Could you give an explicit construction of a sequence $\mathbb P_n$ of probability measures on $C[0,\infty]$ which converges in the sense of finite dimensional distributions BUT does not converge weakly?
Also why is the converse always true how to show it?
Thanks a lot!
Take $x_n\in C[0,\infty)$ piecewise linear, with $x_n(n^{-1})=1$, $x_n(0)=0$, $x_n(t)=0$ for $t\geqslant 2n^{-1}$. Take $\mu_n:=\delta_{x_n}$. The finite-dimensional distributions converge weakly to those of $\delta_{\mathbf 0}$.
Indeed, let $t_1,\dots,t_d\in (0,+\infty)$. Then $\mu_n\pi_{t_1,\dots,t_d}^{—1}=\delta_0$ when $n$ is large enough. Gluing $0$ to $t_1,\dots,t_d$ is not a problem.

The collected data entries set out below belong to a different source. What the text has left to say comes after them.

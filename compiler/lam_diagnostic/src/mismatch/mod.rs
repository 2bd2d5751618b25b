//! Structured payload for type mismatches.

use std::fmt;

use lam_ir::{ApplyError, Expr, Type};

/// What a position in the program required.
#[derive(Clone, Debug, Eq, PartialEq)]
pub enum Expected {
    /// Exactly this type.
    Type(Type),
    /// Any function whose domain is `argument`.
    Function { argument: Type },
}

impl fmt::Display for Expected {
    fn fmt(&self, f: &mut fmt::Formatter<'_>) -> fmt::Result {
        match self {
            Expected::Type(ty) => write!(f, "{ty}"),
            Expected::Function { argument } => write!(f, "a function taking {argument}"),
        }
    }
}

/// A genuine type mismatch: the offending expression, what was expected of
/// it, and what was found.
#[derive(Clone, Debug, Eq, PartialEq)]
pub struct TypeMismatch {
    pub expr: Box<Expr>,
    pub expected: Expected,
    pub found: Type,
}

impl TypeMismatch {
    pub fn new(expr: Expr, expected: Expected, found: Type) -> Self {
        TypeMismatch {
            expr: Box::new(expr),
            expected,
            found,
        }
    }

    /// Describe an application `expr` whose arguments were rejected by the
    /// type algebra.
    ///
    /// For a rejected argument the expectation is the arrow's domain. For an
    /// argument applied to a non-function, the expectation is a function
    /// taking that argument's type and the type found is the non-function.
    pub fn from_apply(expr: Expr, error: ApplyError, args: &[Type]) -> Self {
        match error {
            ApplyError::ArgumentMismatch {
                expected, found, ..
            } => TypeMismatch::new(expr, Expected::Type(expected), found),
            ApplyError::NotAFunction { position, found } => {
                let argument = args.get(position).cloned().unwrap_or(Type::Unit);
                TypeMismatch::new(expr, Expected::Function { argument }, found)
            }
        }
    }
}

impl fmt::Display for TypeMismatch {
    fn fmt(&self, f: &mut fmt::Formatter<'_>) -> fmt::Result {
        write!(
            f,
            "expected {}, found {} in `{}`",
            self.expected, self.found, self.expr
        )
    }
}
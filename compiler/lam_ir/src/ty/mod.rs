//! Type algebra for Lam.
//!
//! Types form a closed set: the `Unit` placeholder, the two base types, and
//! the function arrow. Multi-argument functions are curried, so a function of
//! N arguments is N right-nested arrows ending in a non-function type:
//!
//! ```text
//! i → b → i   ==   Func(Int, Func(Bool, Int))
//! ```
//!
//! Equality is exact structural equality. There are no coercions: an
//! argument is accepted by an arrow only if it is identical to the domain.

/// A Lam type.
#[derive(Clone, Debug, Eq, PartialEq, Ord, PartialOrd, Hash)]
pub enum Type {
    /// Placeholder carried by references that have not been scope-resolved.
    Unit,
    Int,
    Bool,
    /// Function arrow: domain and codomain.
    Func(Box<Type>, Box<Type>),
}

/// Why an application could not consume its arguments.
///
/// `position` is the zero-based index of the argument that was rejected.
#[derive(Clone, Debug, Eq, PartialEq)]
pub enum ApplyError {
    /// An argument was applied to something that is not a function.
    NotAFunction { position: usize, found: Type },
    /// The argument's type differs from the arrow's domain.
    ArgumentMismatch {
        position: usize,
        expected: Type,
        found: Type,
    },
}

impl Type {
    /// Build a single arrow `domain → codomain`.
    pub fn func(domain: Type, codomain: Type) -> Self {
        Type::Func(Box::new(domain), Box::new(codomain))
    }

    /// Build the curried type of a function taking `args` in order and
    /// returning `ret`.
    ///
    /// The arguments are folded from the right, so
    /// `function(Int, [Bool, Int])` is `b → i → i`. With no arguments the
    /// result is `ret` itself.
    pub fn function<I>(ret: Type, args: I) -> Self
    where
        I: IntoIterator<Item = Type>,
        I::IntoIter: DoubleEndedIterator,
    {
        args.into_iter()
            .rev()
            .fold(ret, |codomain, domain| Type::func(domain, codomain))
    }

    /// Check if this is a function arrow.
    #[inline]
    pub fn is_function(&self) -> bool {
        matches!(self, Type::Func(..))
    }

    /// Check that no `Unit` placeholder occurs anywhere in the type.
    pub fn is_resolved(&self) -> bool {
        match self {
            Type::Unit => false,
            Type::Int | Type::Bool => true,
            Type::Func(domain, codomain) => domain.is_resolved() && codomain.is_resolved(),
        }
    }

    /// Follow the arrow chain to its final non-function type.
    ///
    /// A non-function type is its own return type.
    pub fn return_type(&self) -> &Type {
        let mut ty = self;
        while let Type::Func(_, codomain) = ty {
            ty = codomain;
        }
        ty
    }

    /// Domain of the outermost arrow.
    ///
    /// For a non-function type this is the type itself; the degenerate case is
    /// not an error.
    pub fn argument_type(&self) -> &Type {
        match self {
            Type::Func(domain, _) => domain,
            other => other,
        }
    }

    /// Number of arrows before reaching a non-function type.
    pub fn arity(&self) -> usize {
        let mut count = 0;
        let mut ty = self;
        while let Type::Func(_, codomain) = ty {
            count += 1;
            ty = codomain;
        }
        count
    }

    /// Consume `args` one at a time against this type.
    ///
    /// Applying no arguments yields the type unchanged. Each argument must be
    /// structurally equal to the domain of the current arrow. Returns `None`
    /// on a domain mismatch or when an argument meets a non-function type.
    ///
    /// Under-application is not detected: the remaining (still functional)
    /// type is returned and callers compare it against their expectations.
    pub fn apply(&self, args: &[Type]) -> Option<&Type> {
        self.apply_checked(args).ok()
    }

    /// Like [`Type::apply`], but reports which argument was rejected and why.
    pub fn apply_checked(&self, args: &[Type]) -> Result<&Type, ApplyError> {
        let mut ty = self;
        for (position, arg) in args.iter().enumerate() {
            match ty {
                Type::Func(domain, codomain) if **domain == *arg => ty = codomain,
                Type::Func(domain, _) => {
                    return Err(ApplyError::ArgumentMismatch {
                        position,
                        expected: (**domain).clone(),
                        found: arg.clone(),
                    });
                }
                other => {
                    return Err(ApplyError::NotAFunction {
                        position,
                        found: other.clone(),
                    });
                }
            }
        }
        Ok(ty)
    }
}
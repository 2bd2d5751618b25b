//! Pass infrastructure and compiler passes for Lam.
//!
//! Every pass runs inside the pass-execution monad ([`Pass`]): it threads
//! pass-local state and stops at the first error. The passes are
//!
//! - [`translate()`]: surface tree → [`Progn`](lam_ir::Progn), resolving scopes
//! - [`free_vars()`]: references left unbound
//! - [`verify()`]: recomputes every annotation and compares
//! - [`lower()`]: placeholder for the codegen-ready form
//!
//! [`compile()`] chains them under a [`PipelineConfig`].
//!
//! # Pipeline Position
//!
//! ```text
//! Parse → **Translate → Analyze → Verify** → Lower
//! ```

mod derive;
pub mod free_vars;
pub mod lower;
pub mod pass;
pub mod pipeline;
mod stack;
pub mod translate;
pub mod verify;

use std::sync::Once;

pub use free_vars::{free_vars, free_vars_of};
pub use lower::lower;
pub use pass::{evaluate, execute, Pass};
pub use pipeline::{compile, Compiled, PipelineConfig, VerifyMode};
pub use translate::{translate, TranslateOptions, UnresolvedPolicy};
pub use verify::verify;

pub use lam_diagnostic::{PassError, PassResult};

static TRACING_INIT: Once = Once::new();

/// Initialize tracing for debug output.
///
/// Call this once at startup. Safe to call multiple times.
/// Enable with `RUST_LOG=lam_pass=debug` or `RUST_LOG=lam_pass=trace`.
pub fn init_tracing() {
    TRACING_INIT.call_once(|| {
        use tracing_subscriber::{fmt, prelude::*, EnvFilter};

        // Only initialize if RUST_LOG is set
        if std::env::var("RUST_LOG").is_ok() {
            let filter = EnvFilter::from_default_env();
            tracing_subscriber::registry()
                .with(fmt::layer().with_target(true).with_level(true))
                .with(filter)
                .init();
        }
    });
}
//! Free-variable analysis.
//!
//! A variable occurrence is free when no enclosing lambda parameter and no
//! earlier top-level binding introduces it. After translation these are
//! exactly the names that failed to resolve:
//!
//! ```text
//! λx.p               ⇒ { $p0:∅ }
//! let p = 1; λx.p    ⇒ { }
//! let f = id; λx.f 42 ⇒ { $id0:∅ }
//! ```
//!
//! The analysis is structural and works on any Core IR, including hand-built
//! trees whose references were never resolved.

use std::collections::BTreeSet;

use lam_diagnostic::PassResult;
use lam_ir::visitor::{walk_binding, walk_expr, Visitor};
use lam_ir::{Binding, Expr, Progn, Ref};
use rustc_hash::FxHashSet;

use crate::pass::{execute, modify, traverse, Pass};
use crate::stack::ensure_sufficient_stack;

/// Analysis state: what is bound at the current point, and what has been
/// found free so far.
#[derive(Debug, Default)]
pub struct FreeVars {
    globals: FxHashSet<Ref>,
    locals: Vec<Ref>,
    free: BTreeSet<Ref>,
}

impl FreeVars {
    fn is_bound(&self, var: &Ref) -> bool {
        self.locals.contains(var) || self.globals.contains(var)
    }

    /// The free references found, in `Ref` order.
    pub fn into_set(self) -> BTreeSet<Ref> {
        self.free
    }
}

impl<'ir> Visitor<'ir> for FreeVars {
    fn visit_binding(&mut self, binding: &'ir Binding) {
        walk_binding(self, binding);
        self.globals.insert(binding.name.clone());
    }

    fn visit_expr(&mut self, expr: &'ir Expr) {
        ensure_sufficient_stack(|| walk_expr(self, expr));
    }

    fn visit_var(&mut self, var: &'ir Ref) {
        if !self.is_bound(var) {
            self.free.insert(var.clone());
        }
    }

    fn visit_lambda(&mut self, params: &'ir [Ref], body: &'ir Expr) {
        let mark = self.locals.len();
        self.locals.extend(params.iter().cloned());
        self.visit_expr(body);
        self.locals.truncate(mark);
    }
}

/// Collect the free references of a whole program.
#[tracing::instrument(level = "debug", skip_all)]
pub fn free_vars(progn: &Progn) -> PassResult<BTreeSet<Ref>> {
    let free = execute(free_vars_pass(progn), FreeVars::default())?.into_set();
    tracing::debug!(count = free.len(), "free variables collected");
    Ok(free)
}

/// The analysis pass, one step per binding and one for the entry.
pub fn free_vars_pass(progn: &Progn) -> Pass<'_, FreeVars, ()> {
    traverse(&progn.bindings, |binding| {
        modify(move |state: &mut FreeVars| state.visit_binding(binding))
    })
    .then(modify(move |state: &mut FreeVars| {
        state.visit_expr(&progn.entry);
    }))
}

/// Collect the free references of a single expression, with nothing bound
/// around it.
pub fn free_vars_of(expr: &Expr) -> BTreeSet<Ref> {
    let mut state = FreeVars::default();
    state.visit_expr(expr);
    state.into_set()
}
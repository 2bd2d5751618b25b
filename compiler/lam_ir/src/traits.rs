//! Focused capability traits.

/// Types that carry a Lam type annotation.
///
/// Implementations return the stored annotation. They never recompute it
/// from children, which keeps lookups O(1); checking that annotations agree
/// with the structure is the verifier's job.
pub trait Typed<T> {
    /// Get the type of this item.
    fn ty(&self) -> &T;
}
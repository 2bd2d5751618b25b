//! The pass error taxonomy.

use lam_ir::Ref;
use thiserror::Error;

use crate::{ErrorCode, TypeMismatch};

/// Result type returned by every pass step.
pub type PassResult<T> = Result<T, PassError>;

/// A failure reported by the parser, wrapped into [`PassError::Parse`].
#[derive(Clone, Debug, Eq, PartialEq, Error)]
#[error("{message} at offset {offset}")]
pub struct ParseError {
    /// Byte offset into the source.
    pub offset: usize,
    pub message: String,
}

impl ParseError {
    pub fn new(offset: usize, message: impl Into<String>) -> Self {
        ParseError {
            offset,
            message: message.into(),
        }
    }
}

/// Why a pass aborted.
#[derive(Clone, Debug, Eq, PartialEq, Error)]
pub enum PassError {
    /// Generic pass failure.
    #[error("{0}")]
    Gen(String),
    /// Broken internal invariant. Report as a compiler defect.
    #[error("internal compiler error: {0}")]
    Panic(String),
    #[error("parse error: {0}")]
    Parse(#[from] ParseError),
    #[error("syntax error: {0}")]
    Syntax(String),
    /// A use site that resolves to no binding. Keeps the offending reference.
    #[error("undefined reference `{}`", .0.name)]
    Undefined(Ref),
    #[error("type mismatch: {0}")]
    Type(TypeMismatch),
}

impl PassError {
    pub fn generic(message: impl Into<String>) -> Self {
        PassError::Gen(message.into())
    }

    pub fn panic(message: impl Into<String>) -> Self {
        PassError::Panic(message.into())
    }

    pub fn syntax(message: impl Into<String>) -> Self {
        PassError::Syntax(message.into())
    }

    pub fn code(&self) -> ErrorCode {
        match self {
            PassError::Parse(_) => ErrorCode::E1001,
            PassError::Syntax(_) => ErrorCode::E1002,
            PassError::Type(_) => ErrorCode::E2001,
            PassError::Undefined(_) => ErrorCode::E2003,
            PassError::Panic(_) => ErrorCode::E9001,
            PassError::Gen(_) => ErrorCode::E9002,
        }
    }

    /// Check if this error signals a compiler defect rather than a problem
    /// with the input program.
    pub fn is_defect(&self) -> bool {
        matches!(self, PassError::Panic(_))
    }
}

impl From<TypeMismatch> for PassError {
    fn from(mismatch: TypeMismatch) -> Self {
        PassError::Type(mismatch)
    }
}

But these is not weak convergence (because $(x_n,n\geqslant 1)$ doesn't converge uniformly to $0$). Indeed, one can show that if $(X,d)$ is a metric space and $(x_n,n\geqslant 1)$ is a sequence in $X$ and $x\in X$, then $\delta_{x_n}\to \delta_x$ in distribution if and only if $d(x_n,x)\to 0$.
However, for general $\mu_n$ and $\mu$, if $\mu_n\to \mu$ weakly, since the finite-dimensional projection are continuous, we have $\mu_n\pi^{-1}_{t_1,\dots,t_d}\to \mu\pi^{-1}_{t_1,\dots,t_d}$ for all integer $d$ and $t_1,\dots,t_d\in [0,\infty)$.
What was missing in the first example is tightness.